After you have stopped at a breakpoint, you may want to step through your program one source line at a time while you compare its actual state with the expected state. You can use the step and next commands to do so. Both commands execute one source line of your program, stopping when that line has completed execution. The commands handle source lines that contain function calls differently: the step command steps into the function, while the next command steps over the function.
The step up command continues execution until the current function returns control to the function that called it.
The step to command attempts to step into a specified function in the current source line, or if no function is specified, into the last function called as determined by the assembly code for the current source line.
Some functions, notably library functions such as printf, might not have been compiled with the -g option, so dbx cannot step into them. In such cases, step and next perform similarly.
The following example shows the use of the step and next commands as well as the breakpoint set in Setting Breakpoints.

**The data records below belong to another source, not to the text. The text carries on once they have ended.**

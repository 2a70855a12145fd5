use crate::commands::{run_evaluate, run_import, EvaluateArgs, ImportArgs};
use crate::server;
use clap::{Args, Parser, Subcommand};
use structural_audit::error::AppError;

#[derive(Parser, Debug)]
#[command(
    name = "Structural Audit NDT",
    about = "Evaluate non-destructive test readings and serve the NDT wizard API",
    version
)]
struct Cli {
    #[command(subcommand)]
    command: Option<Command>,
}

#[derive(Subcommand, Debug)]
enum Command {
    /// Start the HTTP service (default command)
    Serve(ServeArgs),
    /// Evaluate NDT readings offline
    Ndt {
        #[command(subcommand)]
        command: NdtCommand,
    },
}

#[derive(Subcommand, Debug)]
enum NdtCommand {
    /// Classify one test's readings and print the tier and recommendation
    Evaluate(EvaluateArgs),
    /// Import a site field log, print its report and optionally submit it
    Import(ImportArgs),
}

#[derive(Args, Debug, Default)]
pub(crate) struct ServeArgs {
    /// Override the configured host for the HTTP server
    #[arg(long)]
    pub(crate) host: Option<String>,
    /// Override the configured port for the HTTP server
    #[arg(long)]
    pub(crate) port: Option<u16>,
}

pub(crate) async fn run() -> Result<(), AppError> {
    let cli = Cli::parse();
    let command = cli
        .command
        .unwrap_or_else(|| Command::Serve(ServeArgs::default()));

    match command {
        Command::Serve(args) => server::run(args).await,
        Command::Ndt {
            command: NdtCommand::Evaluate(args),
        } => run_evaluate(args),
        Command::Ndt {
            command: NdtCommand::Import(args),
        } => run_import(args),
    }
}

#[cfg(test)]
mod tests {
    use super::*;
    use structural_audit::workflows::ndt::{MeasurementValue, NdtTest};

    #[test]
    fn parses_evaluate_with_field_pairs() {
        let cli = Cli::try_parse_from([
            "structural-audit-api",
            "ndt",
            "evaluate",
            "concrete-cover",
            "required_cover=40",
            "measured_cover=29",
        ])
        .expect("arguments parse");

        match cli.command {
            Some(Command::Ndt {
                command: NdtCommand::Evaluate(args),
            }) => {
                assert_eq!(args.test, NdtTest::ConcreteCover);
                assert_eq!(
                    args.measurements,
                    vec![
                        ("required_cover".to_string(), MeasurementValue::from("40")),
                        ("measured_cover".to_string(), MeasurementValue::from("29")),
                    ]
                );
                assert!(!args.json);
            }
            other => panic!("expected evaluate command, got {other:?}"),
        }
    }

    #[test]
    fn rejects_unknown_tests() {
        let result = Cli::try_parse_from(["structural-audit-api", "ndt", "evaluate", "radar"]);
        assert!(result.is_err());
    }

    #[test]
    fn serve_is_the_default_command() {
        let cli = Cli::try_parse_from(["structural-audit-api"]).expect("arguments parse");
        assert!(cli.command.is_none());
    }
}
use super::common::*;
use crate::workflows::ndt::{
    FormError, Measurements, NdtFormState, NdtReport, NdtTest, Severity, SubmissionStatus,
    TestToggle,
};

#[test]
fn new_form_starts_with_every_test_undecided() {
    let form = NdtFormState::new(audit_id());

    assert_eq!(form.entries().count(), NdtTest::ALL.len());
    for test in NdtTest::ALL {
        assert_eq!(form.toggle(test), TestToggle::Undecided);
        assert!(form.result(test).is_none());
        assert!(form.entry(test).measurements.is_empty());
    }
    assert!(!form.is_read_only());
}

#[test]
fn performing_a_test_evaluates_it_immediately() {
    let mut form = NdtFormState::new(audit_id());

    let result = form
        .set_toggle(NdtTest::UltrasonicPulseVelocity, TestToggle::Performed)
        .expect("toggle")
        .cloned()
        .expect("performed test carries a result");

    assert_eq!(result.tier, "Very Poor");
    assert_eq!(result.quantity("velocity"), Some(0.0));
}

#[test]
fn recording_a_measurement_recomputes_only_that_test() {
    let mut form = populated_form();
    let half_cell_before = form.result(NdtTest::HalfCellPotential).cloned();

    let result = form
        .record_measurement(NdtTest::ReboundHammer, "reading_3", 52.0.into())
        .expect("record")
        .clone();

    assert_eq!(result.quantity("rebound_index"), Some(44.0));
    assert_eq!(result.tier, "Very Good");
    assert_eq!(form.result(NdtTest::HalfCellPotential).cloned(), half_cell_before);
}

#[test]
fn skipping_clears_measurements_and_reperforming_starts_empty() {
    let mut form = populated_form();
    assert!(!form.entry(NdtTest::ReboundHammer).measurements.is_empty());

    let cleared = form
        .set_toggle(NdtTest::ReboundHammer, TestToggle::Skipped)
        .expect("skip");
    assert!(cleared.is_none());
    assert!(form.entry(NdtTest::ReboundHammer).measurements.is_empty());
    assert!(form.result(NdtTest::ReboundHammer).is_none());

    form.set_toggle(NdtTest::ReboundHammer, TestToggle::Performed)
        .expect("perform again");
    assert!(form.entry(NdtTest::ReboundHammer).measurements.is_empty());
    let result = form.result(NdtTest::ReboundHammer).expect("fresh result");
    assert_eq!(result.quantity("rebound_index"), Some(0.0));
    assert_eq!(result.tier, "Poor");
}

#[test]
fn returning_to_undecided_keeps_measurements_but_drops_the_result() {
    let mut form = populated_form();

    form.set_toggle(NdtTest::HalfCellPotential, TestToggle::Undecided)
        .expect("undecide");

    assert!(form.result(NdtTest::HalfCellPotential).is_none());
    assert!(form
        .entry(NdtTest::HalfCellPotential)
        .measurements
        .get("potential")
        .is_some());

    form.set_toggle(NdtTest::HalfCellPotential, TestToggle::Performed)
        .expect("perform");
    let result = form.result(NdtTest::HalfCellPotential).expect("result");
    assert_eq!(result.tier, "High Risk");
}

#[test]
fn measurements_require_a_performed_test() {
    let mut form = populated_form();

    let skipped = form
        .record_measurement(NdtTest::Chloride, "content", 0.4.into())
        .expect_err("skipped test rejects input");
    assert_eq!(
        skipped,
        FormError::NotPerformed {
            test: NdtTest::Chloride,
            toggle: TestToggle::Skipped,
        }
    );

    let undecided = form
        .replace_measurements(NdtTest::Sulfate, Measurements::new().with("content", 0.2))
        .expect_err("undecided test rejects input");
    assert!(matches!(
        undecided,
        FormError::NotPerformed {
            toggle: TestToggle::Undecided,
            ..
        }
    ));
}

#[test]
fn unknown_fields_are_rejected_without_touching_the_entry() {
    let mut form = populated_form();
    let before = form.entry(NdtTest::ReboundHammer).clone();

    let error = form
        .replace_measurements(
            NdtTest::ReboundHammer,
            Measurements::new().with("reading_1", 30.0).with("reading_4", 31.0),
        )
        .expect_err("reading_4 is not a rebound field");

    assert_eq!(
        error,
        FormError::UnknownField {
            test: NdtTest::ReboundHammer,
            field: "reading_4".to_string(),
        }
    );
    assert_eq!(form.entry(NdtTest::ReboundHammer), &before);
}

#[test]
fn submitted_form_rejects_every_mutation() {
    let mut form = as_submitted(&populated_form());

    assert!(form.is_read_only());
    let expected = FormError::ReadOnly {
        audit_id: audit_id(),
    };
    assert_eq!(
        form.set_toggle(NdtTest::Sulfate, TestToggle::Performed)
            .map(|_| ())
            .expect_err("read-only"),
        expected
    );
    assert_eq!(
        form.record_measurement(NdtTest::ReboundHammer, "reading_1", 10.0.into())
            .map(|_| ())
            .expect_err("read-only"),
        expected
    );
}

#[test]
fn report_summarises_performed_tests_and_flags_severe_findings() {
    let form = populated_form();
    let report = NdtReport::from_form(&form);

    let tests: Vec<NdtTest> = report.sections.iter().map(|section| section.test).collect();
    assert_eq!(tests, vec![NdtTest::ReboundHammer, NdtTest::HalfCellPotential]);
    assert_eq!(report.skipped, vec![NdtTest::Chloride]);
    assert_eq!(report.undecided.len(), NdtTest::ALL.len() - 3);
    assert_eq!(report.overall_severity, Some(Severity::Severe));
    assert_eq!(report.critical_findings, vec![NdtTest::HalfCellPotential]);
    assert!(!report.submitted);

    let lines = report.summary_lines();
    assert!(lines.iter().any(|line| line == "- Half-Cell Potential: High Risk [Severe]"));
    assert!(lines.iter().any(|line| line == "Skipped: Chloride Content"));
}

#[test]
fn recompute_refreshes_results_of_restored_performed_tests() {
    let mut entries = std::collections::BTreeMap::new();
    entries.insert(
        NdtTest::CrushingStrength,
        crate::workflows::ndt::TestEntry {
            toggle: TestToggle::Performed,
            measurements: Measurements::new().with("strength", 76.0),
            result: Some(Default::default()),
        },
    );
    let mut form = NdtFormState::restore(audit_id(), entries, SubmissionStatus::Draft);

    form.recompute();

    let result = form.result(NdtTest::CrushingStrength).expect("result");
    assert_eq!(result.tier, "Slightly Lower");
    assert_eq!(result.severity, Some(Severity::Minor));
    assert!(form.result(NdtTest::Sulfate).is_none());
}

#[test]
fn report_lists_quantities_alphabetically() {
    let mut form = NdtFormState::new(audit_id());
    form.set_toggle(NdtTest::CoreSampling, TestToggle::Performed)
        .expect("toggle core");
    form.replace_measurements(
        NdtTest::CoreSampling,
        Measurements::new()
            .with("length", 200.0)
            .with("diameter", 100.0)
            .with("measured_strength", 30.0)
            .with("weight", 3.7),
    )
    .expect("core inputs");

    let report = NdtReport::from_form(&form);

    let names: Vec<&str> = report.sections[0]
        .quantities
        .iter()
        .map(|quantity| quantity.name.as_str())
        .collect();
    assert_eq!(
        names,
        vec!["corrected_strength", "correction_factor", "density", "ld_ratio"]
    );
}
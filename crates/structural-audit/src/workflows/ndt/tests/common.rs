use std::collections::HashMap;
use std::sync::{Arc, Mutex};

use axum::response::Response;
use chrono::{TimeZone, Utc};
use serde_json::Value;

use crate::workflows::ndt::{
    ndt_router, AuditId, Measurements, NdtFormService, NdtFormState, NdtTest,
    PersistedSubmission, PhotoAttachment, RepositoryError, SubmissionLimits, SubmissionPayload,
    SubmissionReceipt, SubmissionRepository, SubmissionStatus, TestToggle,
};

pub(super) fn audit_id() -> AuditId {
    AuditId("AUD-2025-014".to_string())
}

pub(super) fn limits() -> SubmissionLimits {
    SubmissionLimits {
        max_photos: 2,
        max_photo_bytes: 1024,
    }
}

pub(super) fn photo(test: NdtTest, name: &str) -> PhotoAttachment {
    PhotoAttachment {
        test,
        file_name: name.to_string(),
        content_type: "image/jpeg".to_string(),
        bytes: vec![0xFF, 0xD8, 0xFF, 0xE0],
    }
}

pub(super) fn rebound_readings() -> Measurements {
    Measurements::new()
        .with("reading_1", 38.0)
        .with("reading_2", 42.0)
        .with("reading_3", "40")
}

/// Draft with rebound hammer and half-cell performed, chloride skipped and the rest undecided.
pub(super) fn populated_form() -> NdtFormState {
    let mut form = NdtFormState::new(audit_id());
    form.set_toggle(NdtTest::ReboundHammer, TestToggle::Performed)
        .expect("toggle rebound");
    form.replace_measurements(NdtTest::ReboundHammer, rebound_readings())
        .expect("rebound readings");
    form.set_toggle(NdtTest::HalfCellPotential, TestToggle::Performed)
        .expect("toggle half-cell");
    form.record_measurement(NdtTest::HalfCellPotential, "potential", "-380".into())
        .expect("half-cell reading");
    form.set_toggle(NdtTest::Chloride, TestToggle::Skipped)
        .expect("skip chloride");
    form
}

/// The same form as it looks once persistence has acknowledged it.
pub(super) fn as_submitted(form: &NdtFormState) -> NdtFormState {
    let entries = form
        .entries()
        .map(|(test, entry)| (test, entry.clone()))
        .collect();
    NdtFormState::restore(
        form.audit_id().clone(),
        entries,
        SubmissionStatus::Submitted {
            submitted_at: submitted_at(),
            reference: "ndt-1".to_string(),
        },
    )
}

pub(super) fn submitted_at() -> chrono::DateTime<Utc> {
    Utc.with_ymd_and_hms(2025, 3, 14, 9, 30, 0)
        .single()
        .expect("valid timestamp")
}

#[derive(Default, Clone)]
pub(super) struct MemoryRepository {
    pub(super) stored: Arc<Mutex<HashMap<AuditId, PersistedSubmission>>>,
    pub(super) persist_calls: Arc<Mutex<usize>>,
}

impl MemoryRepository {
    pub(super) fn persist_count(&self) -> usize {
        *self.persist_calls.lock().expect("counter mutex poisoned")
    }

    pub(super) fn stored(&self, audit_id: &AuditId) -> Option<PersistedSubmission> {
        self.stored
            .lock()
            .expect("repository mutex poisoned")
            .get(audit_id)
            .cloned()
    }
}

impl SubmissionRepository for MemoryRepository {
    fn submission_status(&self, audit_id: &AuditId) -> Result<SubmissionStatus, RepositoryError> {
        let guard = self.stored.lock().expect("repository mutex poisoned");
        Ok(guard
            .get(audit_id)
            .map(|stored| stored.status.clone())
            .unwrap_or_default())
    }

    fn persist(&self, payload: SubmissionPayload) -> Result<SubmissionReceipt, RepositoryError> {
        *self.persist_calls.lock().expect("counter mutex poisoned") += 1;
        let mut guard = self.stored.lock().expect("repository mutex poisoned");
        if guard.contains_key(&payload.audit_id) {
            return Err(RepositoryError::Conflict);
        }

        let receipt = SubmissionReceipt {
            audit_id: payload.audit_id.clone(),
            reference: format!("ndt-{}", guard.len() + 1),
            submitted_at: submitted_at(),
        };
        guard.insert(
            payload.audit_id.clone(),
            PersistedSubmission {
                audit_id: payload.audit_id,
                status: SubmissionStatus::from(&receipt),
                fields: payload.fields,
            },
        );
        Ok(receipt)
    }

    fn fetch(&self, audit_id: &AuditId) -> Result<Option<PersistedSubmission>, RepositoryError> {
        let guard = self.stored.lock().expect("repository mutex poisoned");
        Ok(guard.get(audit_id).cloned())
    }
}

/// Reports every audit as a draft but refuses to store anything.
pub(super) struct UnavailableRepository;

impl SubmissionRepository for UnavailableRepository {
    fn submission_status(&self, _audit_id: &AuditId) -> Result<SubmissionStatus, RepositoryError> {
        Ok(SubmissionStatus::Draft)
    }

    fn persist(&self, _payload: SubmissionPayload) -> Result<SubmissionReceipt, RepositoryError> {
        Err(RepositoryError::Unavailable("connection reset".to_string()))
    }

    fn fetch(&self, _audit_id: &AuditId) -> Result<Option<PersistedSubmission>, RepositoryError> {
        Ok(None)
    }
}

pub(super) fn build_service() -> (NdtFormService<MemoryRepository>, Arc<MemoryRepository>) {
    let repository = Arc::new(MemoryRepository::default());
    let service = NdtFormService::new(repository.clone(), limits());
    (service, repository)
}

pub(super) fn router_with_memory_repository(
    service: NdtFormService<MemoryRepository>,
) -> axum::Router {
    ndt_router(Arc::new(service))
}

pub(super) async fn read_json_body(response: Response) -> Value {
    let body = axum::body::to_bytes(response.into_body(), 64 * 1024)
        .await
        .expect("read body");
    serde_json::from_slice(&body).expect("json payload")
}
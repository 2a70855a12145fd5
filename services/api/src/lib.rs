mod cli;
mod commands;
mod infra;
mod routes;
mod server;

use structural_audit::error::AppError;

pub async fn run() -> Result<(), AppError> {
    cli::run().await
}
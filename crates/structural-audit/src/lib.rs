//! Structural audit record keeping: the non-destructive testing (NDT) evaluation engine, the
//! wizard form state it feeds, and the orchestrator that hands finished forms to persistence.

pub mod config;
pub mod error;
pub mod telemetry;
pub mod workflows;
use super::{derived, Evaluator, Tier};
use crate::workflows::ndt::domain::{DerivedResult, NdtTest, Severity};
use crate::workflows::ndt::measurement::Measurements;
use crate::workflows::ndt::thresholds::{Bound, ThresholdTable};

/// Specified and measured cover in mm.
pub const FIELDS: &[&str] = &["required_cover", "measured_cover"];

#[derive(Debug, Clone, Copy, PartialEq, Eq)]
pub enum CoverAdequacy {
    Adequate,
    Minor,
    Moderate,
    Severe,
}

impl Tier for CoverAdequacy {
    fn label(self) -> &'static str {
        match self {
            CoverAdequacy::Adequate => "Adequate Cover",
            CoverAdequacy::Minor => "Minor Cover Deficiency",
            CoverAdequacy::Moderate => "Moderate Cover Deficiency",
            CoverAdequacy::Severe => "Severe Cover Deficiency",
        }
    }

    fn severity(self) -> Severity {
        match self {
            CoverAdequacy::Adequate => Severity::Satisfactory,
            CoverAdequacy::Minor => Severity::Minor,
            CoverAdequacy::Moderate => Severity::Moderate,
            CoverAdequacy::Severe => Severity::Severe,
        }
    }

    fn recommendation(self) -> &'static str {
        match self {
            CoverAdequacy::Adequate => "Concrete cover meets the specified requirement.",
            CoverAdequacy::Minor => {
                "Minor cover deficiency. Apply a protective coating to the affected area."
            }
            CoverAdequacy::Moderate => {
                "Moderate cover deficiency. Restore cover with polymer-modified mortar."
            }
            CoverAdequacy::Severe => {
                "Severe cover deficiency leaves the reinforcement exposed to corrosion. Restore cover with micro-concrete or jacketing."
            }
        }
    }
}

const ADEQUACY: ThresholdTable<CoverAdequacy> = ThresholdTable::new(
    &[
        (Bound::AtMost(0.0), CoverAdequacy::Adequate),
        (Bound::Above(10.0), CoverAdequacy::Severe),
        (Bound::AtLeast(5.0), CoverAdequacy::Moderate),
    ],
    CoverAdequacy::Minor,
);

pub fn classify(deficiency: f64) -> CoverAdequacy {
    ADEQUACY.classify(deficiency)
}

pub struct ConcreteCover;

impl Evaluator for ConcreteCover {
    fn test(&self) -> NdtTest {
        NdtTest::ConcreteCover
    }

    fn fields(&self) -> &'static [&'static str] {
        FIELDS
    }

    fn evaluate(&self, measurements: &Measurements) -> DerivedResult {
        let required = measurements.number("required_cover");
        let measured = measurements.number("measured_cover");
        let deficiency = required - measured;

        derived(
            classify(deficiency),
            [
                ("required_cover", required),
                ("measured_cover", measured),
                ("deficiency", deficiency),
            ],
        )
    }
}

(dbx) stop at 13 (3) stop at "t.c":13 (dbx) run Running: a.out stopped in main at line 13 in file "t.c" 13 printit(msg); (dbx) next Hello world stopped in main at line 14 in file "t.c" 14 } (dbx) run Running: a.out stopped in main at line 13 in file "t.c" 13 printit(msg); (dbx) step stopped in printit at line 6 in file "t.c" 6 printf("%s\n", msg); (dbx) step up Hello world printit returns stopped in main at line 13 in file "t.c" 13 printit(msg); (dbx)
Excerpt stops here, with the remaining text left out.